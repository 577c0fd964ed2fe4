//! Token parameter SQL handler.

use crate::types::{SearchModifier, SearchValue};

use super::super::query_builder::{SqlFragment, SqlParam, escape_like};

/// Handles token parameter SQL generation.
///
/// `:not` is applied by the caller as a `NOT EXISTS` over all of a
/// resource's rows; this handler only produces the positive match.
pub struct TokenHandler;

impl TokenHandler {
    /// Builds SQL for a token parameter value.
    ///
    /// Token values can be:
    /// - `code` - matches any system
    /// - `system|code` - matches specific system and code
    /// - `|code` - matches code with no system
    /// - `system|` - matches any code in system
    pub fn build_sql(value: &SearchValue, modifier: Option<&SearchModifier>) -> SqlFragment {
        if matches!(modifier, Some(SearchModifier::Text)) {
            return SqlFragment::with_params(
                "token_display LIKE ? ESCAPE '\\'",
                vec![SqlParam::string(format!("%{}%", escape_like(&value.value)))],
            );
        }

        match value.value.split_once('|') {
            Some(("", code)) => SqlFragment::with_params(
                "token_system IS NULL AND token_code = ?",
                vec![SqlParam::string(code)],
            ),
            Some((system, "")) => {
                SqlFragment::with_params("token_system = ?", vec![SqlParam::string(system)])
            }
            Some((system, code)) => SqlFragment::with_params(
                "token_system = ? AND token_code = ?",
                vec![SqlParam::string(system), SqlParam::string(code)],
            ),
            None => SqlFragment::with_params(
                "token_code = ?",
                vec![SqlParam::string(&value.value)],
            ),
        }
    }
}
//! URI parameter SQL handler.

use crate::types::{SearchModifier, SearchValue};

use super::super::query_builder::{SqlFragment, SqlParam, escape_like};

/// Handles URI parameter SQL generation.
pub struct UriHandler;

impl UriHandler {
    /// Builds SQL for a URI value: exact by default, prefix with `:below`,
    /// substring with `:contains`.
    pub fn build_sql(value: &SearchValue, modifier: Option<&SearchModifier>) -> SqlFragment {
        match modifier {
            Some(SearchModifier::Below) => SqlFragment::with_params(
                "value_uri LIKE ? ESCAPE '\\'",
                vec![SqlParam::string(format!("{}%", escape_like(&value.value)))],
            ),
            Some(SearchModifier::Contains) => SqlFragment::with_params(
                "value_uri LIKE ? ESCAPE '\\'",
                vec![SqlParam::string(format!("%{}%", escape_like(&value.value)))],
            ),
            _ => SqlFragment::with_params("value_uri = ?", vec![SqlParam::string(&value.value)]),
        }
    }
}
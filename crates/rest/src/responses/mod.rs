//! Response building.
//!
//! - [`operation_outcome`] - OperationOutcome bodies
//! - [`headers`] - `ETag`, `Last-Modified`, `Location`, `Content-Type`, `Warning`
//! - [`format`] - JSON serialization

pub mod format;
pub mod headers;
pub mod operation_outcome;

pub use format::json_response;
pub use headers::ResourceHeaders;
pub use operation_outcome::OperationOutcomeBuilder;
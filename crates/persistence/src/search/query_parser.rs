//! Query-string parser.
//!
//! Turns a raw search query string into a [`SearchQuery`], resolving
//! parameter types against the [`SearchParameterRegistry`].
//!
//! - Repeated keys are ANDed; comma-separated values within one key are ORed.
//!   A literal comma is written `\,`.
//! - Unknown parameters are skipped and listed in
//!   [`SearchQuery::ignored_parameters`].
//! - Malformed input (a bad date, an unknown modifier, a non-numeric
//!   `_count`) fails the whole parse.

use crate::error::SearchError;
use crate::types::{
    ChainedParameter, IncludeDirective, IncludeType, ResourceKind, ReverseChainedParameter,
    SearchModifier, SearchParamType, SearchParameter, SearchQuery, SearchValue, SortDirective,
    TotalMode,
};

use super::converters::{DateRange, parse_decimal};
use super::registry::SearchParameterRegistry;

/// Parameters that only affect response formatting.
const FORMAT_PARAMS: &[&str] = &["_format", "_pretty", "_summary", "_elements"];

/// Parses a raw (percent-encoded) query string.
pub fn parse_search_query(
    resource_type: &str,
    raw_query: &str,
    registry: &SearchParameterRegistry,
) -> Result<SearchQuery, SearchError> {
    let pairs = url::form_urlencoded::parse(raw_query.trim_start_matches('?').as_bytes())
        .map(|(k, v)| (k.into_owned(), v.into_owned()));
    parse_search_pairs(resource_type, pairs, registry)
}

/// Parses already-decoded key/value pairs.
pub fn parse_search_pairs<I>(
    resource_type: &str,
    pairs: I,
    registry: &SearchParameterRegistry,
) -> Result<SearchQuery, SearchError>
where
    I: IntoIterator<Item = (String, String)>,
{
    let kind = ResourceKind::parse(resource_type);
    let mut query = SearchQuery::new(resource_type);

    for (key, value) in pairs {
        let key = key.trim();
        if key.is_empty() {
            continue;
        }

        match key {
            "_count" => query.count = Some(parse_u32(key, &value)?),
            "_offset" => query.offset = Some(parse_u32(key, &value)?),
            "_cursor" => query.cursor = Some(value),
            "_total" => {
                query.total = Some(value.parse::<TotalMode>().map_err(|message| {
                    SearchError::QueryParseError { message }
                })?)
            }
            "_sort" => {
                for field in split_values(&value) {
                    let directive = SortDirective::parse(&field);
                    if registry.is_known(&kind, &directive.parameter) {
                        query.sort.push(directive);
                    } else {
                        query.ignored_parameters.push(format!("_sort={}", field));
                    }
                }
            }
            "_include" | "_include:iterate" | "_revinclude" | "_revinclude:iterate" => {
                let include_type = if key.starts_with("_revinclude") {
                    IncludeType::Revinclude
                } else {
                    IncludeType::Include
                };
                let iterate = key.ends_with(":iterate");
                match parse_include(&value, include_type, iterate, registry) {
                    Some(directive) => query.includes.push(directive),
                    None => query.ignored_parameters.push(format!("{}={}", key, value)),
                }
            }
            _ if key.starts_with("_has:") => {
                match parse_has(&key["_has:".len()..], &value, registry)? {
                    Some(reverse_chain) => query.reverse_chains.push(reverse_chain),
                    None => query.ignored_parameters.push(key.to_string()),
                }
            }
            _ if FORMAT_PARAMS.contains(&key) => {}
            _ => match parse_parameter(&kind, key, &value, registry)? {
                Some(param) => query.parameters.push(param),
                None => query.ignored_parameters.push(key.to_string()),
            },
        }
    }

    if !query.ignored_parameters.is_empty() {
        tracing::debug!(
            resource_type = resource_type,
            ignored = ?query.ignored_parameters,
            "Ignoring unknown search parameters"
        );
    }

    Ok(query)
}

fn parse_u32(key: &str, value: &str) -> Result<u32, SearchError> {
    value
        .trim()
        .parse()
        .map_err(|_| SearchError::QueryParseError {
            message: format!("{} must be a non-negative integer, got '{}'", key, value),
        })
}

/// Splits a value on unescaped commas and removes the escapes.
pub fn split_values(value: &str) -> Vec<String> {
    let mut values = Vec::new();
    let mut current = String::new();
    let mut chars = value.chars().peekable();

    while let Some(c) = chars.next() {
        match c {
            '\\' if chars.peek() == Some(&',') => {
                current.push(',');
                chars.next();
            }
            ',' => values.push(std::mem::take(&mut current)),
            other => current.push(other),
        }
    }
    values.push(current);
    values.retain(|v| !v.is_empty());
    values
}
•••
Problem requirements:
Please set down again, word for word, only the lines from the start of the entries through the line with "matches any system", both ends included.

Answer box:
repository 577c0fd964ed2fe4
//! Token parameter SQL handler.

use crate::types::{SearchModifier, SearchValue};

use super::super::query_builder::{SqlFragment, SqlParam, escape_like};

/// Handles token parameter SQL generation.
///
/// `:not` is applied by the caller as a `NOT EXISTS` over all of a
/// resource's rows; this handler only produces the positive match.
pub struct TokenHandler;

impl TokenHandler {
    /// Builds SQL for a token parameter value.
    ///
    /// Token values can be:
    /// - `code` - matches any system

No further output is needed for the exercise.